━━━ Material for this exercise ━━━

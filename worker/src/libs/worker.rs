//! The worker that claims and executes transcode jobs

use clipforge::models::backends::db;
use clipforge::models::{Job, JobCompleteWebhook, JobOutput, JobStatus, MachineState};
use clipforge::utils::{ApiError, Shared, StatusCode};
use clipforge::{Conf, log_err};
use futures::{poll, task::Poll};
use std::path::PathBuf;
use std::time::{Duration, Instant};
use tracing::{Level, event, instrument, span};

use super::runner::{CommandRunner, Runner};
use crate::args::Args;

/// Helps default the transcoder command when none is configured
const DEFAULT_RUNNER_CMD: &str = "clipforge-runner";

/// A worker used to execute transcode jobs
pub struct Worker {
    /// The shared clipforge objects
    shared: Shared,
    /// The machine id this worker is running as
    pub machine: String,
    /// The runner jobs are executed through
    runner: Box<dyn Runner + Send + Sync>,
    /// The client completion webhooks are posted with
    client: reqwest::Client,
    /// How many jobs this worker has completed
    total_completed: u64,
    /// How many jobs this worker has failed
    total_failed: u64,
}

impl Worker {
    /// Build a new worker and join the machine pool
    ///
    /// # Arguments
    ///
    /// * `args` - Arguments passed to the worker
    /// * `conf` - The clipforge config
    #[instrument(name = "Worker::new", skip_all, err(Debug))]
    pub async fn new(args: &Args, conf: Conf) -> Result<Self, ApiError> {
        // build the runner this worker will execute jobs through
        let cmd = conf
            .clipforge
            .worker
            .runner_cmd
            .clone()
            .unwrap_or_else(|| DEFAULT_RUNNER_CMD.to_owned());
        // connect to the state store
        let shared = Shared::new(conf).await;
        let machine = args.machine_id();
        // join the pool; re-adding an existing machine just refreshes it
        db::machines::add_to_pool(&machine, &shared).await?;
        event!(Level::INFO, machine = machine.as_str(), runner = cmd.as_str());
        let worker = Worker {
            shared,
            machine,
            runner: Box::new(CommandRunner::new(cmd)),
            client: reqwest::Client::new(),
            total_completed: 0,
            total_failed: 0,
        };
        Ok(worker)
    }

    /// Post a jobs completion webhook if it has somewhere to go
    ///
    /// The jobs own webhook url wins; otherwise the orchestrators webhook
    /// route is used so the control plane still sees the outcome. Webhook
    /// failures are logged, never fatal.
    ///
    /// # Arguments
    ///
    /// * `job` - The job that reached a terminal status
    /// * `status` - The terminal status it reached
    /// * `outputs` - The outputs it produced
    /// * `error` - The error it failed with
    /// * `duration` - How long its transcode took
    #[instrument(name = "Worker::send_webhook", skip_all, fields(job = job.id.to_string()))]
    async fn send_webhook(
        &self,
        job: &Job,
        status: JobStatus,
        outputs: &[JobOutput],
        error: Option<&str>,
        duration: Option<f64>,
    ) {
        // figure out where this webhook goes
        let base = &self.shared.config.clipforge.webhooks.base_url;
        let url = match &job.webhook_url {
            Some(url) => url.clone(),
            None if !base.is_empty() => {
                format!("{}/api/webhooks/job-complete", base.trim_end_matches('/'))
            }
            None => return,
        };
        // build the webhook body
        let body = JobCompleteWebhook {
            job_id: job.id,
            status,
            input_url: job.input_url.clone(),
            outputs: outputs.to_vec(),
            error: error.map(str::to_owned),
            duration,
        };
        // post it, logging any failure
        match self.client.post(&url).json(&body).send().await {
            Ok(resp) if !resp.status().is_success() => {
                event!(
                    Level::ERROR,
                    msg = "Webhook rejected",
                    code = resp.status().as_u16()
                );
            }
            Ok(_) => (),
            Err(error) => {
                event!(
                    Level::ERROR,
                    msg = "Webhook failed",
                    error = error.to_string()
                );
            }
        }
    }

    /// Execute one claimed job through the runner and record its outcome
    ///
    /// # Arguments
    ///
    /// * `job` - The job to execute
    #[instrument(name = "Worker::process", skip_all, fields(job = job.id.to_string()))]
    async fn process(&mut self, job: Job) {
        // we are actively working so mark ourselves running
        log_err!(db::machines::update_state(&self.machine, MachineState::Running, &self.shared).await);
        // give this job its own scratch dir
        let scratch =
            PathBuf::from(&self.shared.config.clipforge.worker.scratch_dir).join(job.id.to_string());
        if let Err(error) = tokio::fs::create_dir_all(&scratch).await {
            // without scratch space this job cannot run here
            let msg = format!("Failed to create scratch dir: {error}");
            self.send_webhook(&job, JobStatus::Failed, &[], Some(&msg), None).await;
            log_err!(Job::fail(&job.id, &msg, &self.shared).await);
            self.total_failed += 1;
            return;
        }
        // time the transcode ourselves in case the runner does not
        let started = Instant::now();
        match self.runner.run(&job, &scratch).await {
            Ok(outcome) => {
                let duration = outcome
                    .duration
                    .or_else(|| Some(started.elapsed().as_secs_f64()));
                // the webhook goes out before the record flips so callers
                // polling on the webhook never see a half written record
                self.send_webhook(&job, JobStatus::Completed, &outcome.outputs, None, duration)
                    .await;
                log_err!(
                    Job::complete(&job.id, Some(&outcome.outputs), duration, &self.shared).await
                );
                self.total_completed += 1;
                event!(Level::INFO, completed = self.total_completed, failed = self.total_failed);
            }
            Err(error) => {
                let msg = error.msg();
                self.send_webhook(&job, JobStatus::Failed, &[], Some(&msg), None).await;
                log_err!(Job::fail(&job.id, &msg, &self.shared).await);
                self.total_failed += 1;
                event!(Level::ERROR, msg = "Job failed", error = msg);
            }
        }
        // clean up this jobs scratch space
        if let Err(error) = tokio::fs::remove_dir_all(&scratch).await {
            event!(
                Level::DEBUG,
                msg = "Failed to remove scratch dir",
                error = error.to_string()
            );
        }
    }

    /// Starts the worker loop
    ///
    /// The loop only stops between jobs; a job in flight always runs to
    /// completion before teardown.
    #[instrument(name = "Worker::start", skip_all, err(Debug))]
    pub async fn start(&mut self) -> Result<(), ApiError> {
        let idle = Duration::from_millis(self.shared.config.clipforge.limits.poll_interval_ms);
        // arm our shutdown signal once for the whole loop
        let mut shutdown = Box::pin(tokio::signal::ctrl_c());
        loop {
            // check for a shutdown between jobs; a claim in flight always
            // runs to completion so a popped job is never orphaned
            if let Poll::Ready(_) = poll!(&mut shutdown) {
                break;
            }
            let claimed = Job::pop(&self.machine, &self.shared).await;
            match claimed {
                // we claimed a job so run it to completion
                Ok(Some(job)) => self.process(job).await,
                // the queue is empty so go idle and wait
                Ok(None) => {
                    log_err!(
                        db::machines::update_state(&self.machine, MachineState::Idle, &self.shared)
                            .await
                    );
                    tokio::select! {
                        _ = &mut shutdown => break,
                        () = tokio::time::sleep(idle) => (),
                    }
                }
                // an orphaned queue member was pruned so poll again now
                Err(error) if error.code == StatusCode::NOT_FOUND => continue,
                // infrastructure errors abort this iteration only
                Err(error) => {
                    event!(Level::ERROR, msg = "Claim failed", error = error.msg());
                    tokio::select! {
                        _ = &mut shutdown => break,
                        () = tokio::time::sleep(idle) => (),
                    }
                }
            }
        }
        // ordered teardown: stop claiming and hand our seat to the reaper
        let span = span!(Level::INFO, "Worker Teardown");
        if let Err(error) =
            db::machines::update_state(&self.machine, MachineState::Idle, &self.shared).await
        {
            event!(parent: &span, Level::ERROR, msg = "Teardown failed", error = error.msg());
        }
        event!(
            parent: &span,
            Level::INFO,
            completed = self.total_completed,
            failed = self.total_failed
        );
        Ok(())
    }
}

━━━
━━━ Material for this exercise ━━━

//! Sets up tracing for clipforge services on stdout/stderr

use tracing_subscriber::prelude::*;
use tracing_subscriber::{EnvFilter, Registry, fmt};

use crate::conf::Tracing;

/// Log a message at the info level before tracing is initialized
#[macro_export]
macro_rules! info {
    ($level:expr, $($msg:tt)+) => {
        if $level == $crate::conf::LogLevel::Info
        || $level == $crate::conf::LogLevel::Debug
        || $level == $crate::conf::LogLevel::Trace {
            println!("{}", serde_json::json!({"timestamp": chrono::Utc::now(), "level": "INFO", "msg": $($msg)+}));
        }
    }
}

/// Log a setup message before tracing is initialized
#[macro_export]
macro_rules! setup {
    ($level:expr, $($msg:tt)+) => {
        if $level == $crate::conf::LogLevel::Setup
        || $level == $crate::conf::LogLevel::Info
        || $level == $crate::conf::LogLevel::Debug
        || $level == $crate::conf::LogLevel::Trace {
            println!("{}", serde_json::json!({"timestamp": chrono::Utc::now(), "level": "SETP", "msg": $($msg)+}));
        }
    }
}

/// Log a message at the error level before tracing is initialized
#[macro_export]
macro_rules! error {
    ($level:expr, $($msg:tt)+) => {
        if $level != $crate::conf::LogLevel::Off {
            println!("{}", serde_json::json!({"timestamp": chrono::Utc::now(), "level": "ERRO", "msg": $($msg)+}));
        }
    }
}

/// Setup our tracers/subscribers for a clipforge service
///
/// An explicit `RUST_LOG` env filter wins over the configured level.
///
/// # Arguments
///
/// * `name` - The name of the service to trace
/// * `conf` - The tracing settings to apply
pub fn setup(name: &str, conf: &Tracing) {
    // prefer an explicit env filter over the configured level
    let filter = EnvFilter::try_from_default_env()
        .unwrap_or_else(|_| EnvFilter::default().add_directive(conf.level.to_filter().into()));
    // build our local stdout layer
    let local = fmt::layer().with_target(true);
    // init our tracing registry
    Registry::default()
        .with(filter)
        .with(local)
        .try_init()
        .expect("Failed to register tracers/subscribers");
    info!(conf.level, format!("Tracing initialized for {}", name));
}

━━━
━━━ Material for this exercise ━━━

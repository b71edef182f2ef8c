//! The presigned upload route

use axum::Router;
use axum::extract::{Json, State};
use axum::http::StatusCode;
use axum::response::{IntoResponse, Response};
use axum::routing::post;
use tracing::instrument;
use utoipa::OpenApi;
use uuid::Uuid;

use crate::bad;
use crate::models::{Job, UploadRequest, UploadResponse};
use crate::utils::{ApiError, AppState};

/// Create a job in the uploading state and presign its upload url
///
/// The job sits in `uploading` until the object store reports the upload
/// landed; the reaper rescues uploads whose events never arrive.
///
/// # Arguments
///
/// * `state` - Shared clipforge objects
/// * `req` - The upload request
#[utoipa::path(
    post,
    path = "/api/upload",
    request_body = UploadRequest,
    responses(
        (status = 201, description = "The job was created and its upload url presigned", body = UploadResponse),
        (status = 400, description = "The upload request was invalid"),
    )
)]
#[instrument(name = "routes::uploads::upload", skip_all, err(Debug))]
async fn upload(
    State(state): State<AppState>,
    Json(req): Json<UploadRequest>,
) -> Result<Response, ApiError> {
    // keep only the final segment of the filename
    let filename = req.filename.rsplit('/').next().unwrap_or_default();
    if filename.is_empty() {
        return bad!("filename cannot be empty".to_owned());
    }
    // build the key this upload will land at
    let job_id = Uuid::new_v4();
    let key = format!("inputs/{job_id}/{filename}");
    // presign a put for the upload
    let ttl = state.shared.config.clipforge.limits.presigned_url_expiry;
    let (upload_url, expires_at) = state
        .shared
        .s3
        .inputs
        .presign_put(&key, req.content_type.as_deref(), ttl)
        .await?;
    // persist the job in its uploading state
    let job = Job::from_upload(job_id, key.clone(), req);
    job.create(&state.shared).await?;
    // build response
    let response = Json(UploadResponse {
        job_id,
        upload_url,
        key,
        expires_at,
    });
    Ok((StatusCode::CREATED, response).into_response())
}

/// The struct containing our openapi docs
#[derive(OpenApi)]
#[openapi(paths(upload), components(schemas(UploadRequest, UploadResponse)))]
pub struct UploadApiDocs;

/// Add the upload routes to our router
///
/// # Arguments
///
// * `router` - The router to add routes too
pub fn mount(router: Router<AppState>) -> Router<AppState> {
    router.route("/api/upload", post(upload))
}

━━━

**Instructions for the task:**
From the line holding "filename worker/src/libs/worker.rs" to the line holding "The shared clipforge objects", inclusive, restate each line above exactly as written.

**Solution:**
filename worker/src/libs/worker.rs
//! The worker that claims and executes transcode jobs

use clipforge::models::backends::db;
use clipforge::models::{Job, JobCompleteWebhook, JobOutput, JobStatus, MachineState};
use clipforge::utils::{ApiError, Shared, StatusCode};
use clipforge::{Conf, log_err};
use futures::{poll, task::Poll};
use std::path::PathBuf;
use std::time::{Duration, Instant};
use tracing::{Level, event, instrument, span};

use super::runner::{CommandRunner, Runner};
use crate::args::Args;

/// Helps default the transcoder command when none is configured
const DEFAULT_RUNNER_CMD: &str = "clipforge-runner";

/// A worker used to execute transcode jobs
pub struct Worker {
    /// The shared clipforge objects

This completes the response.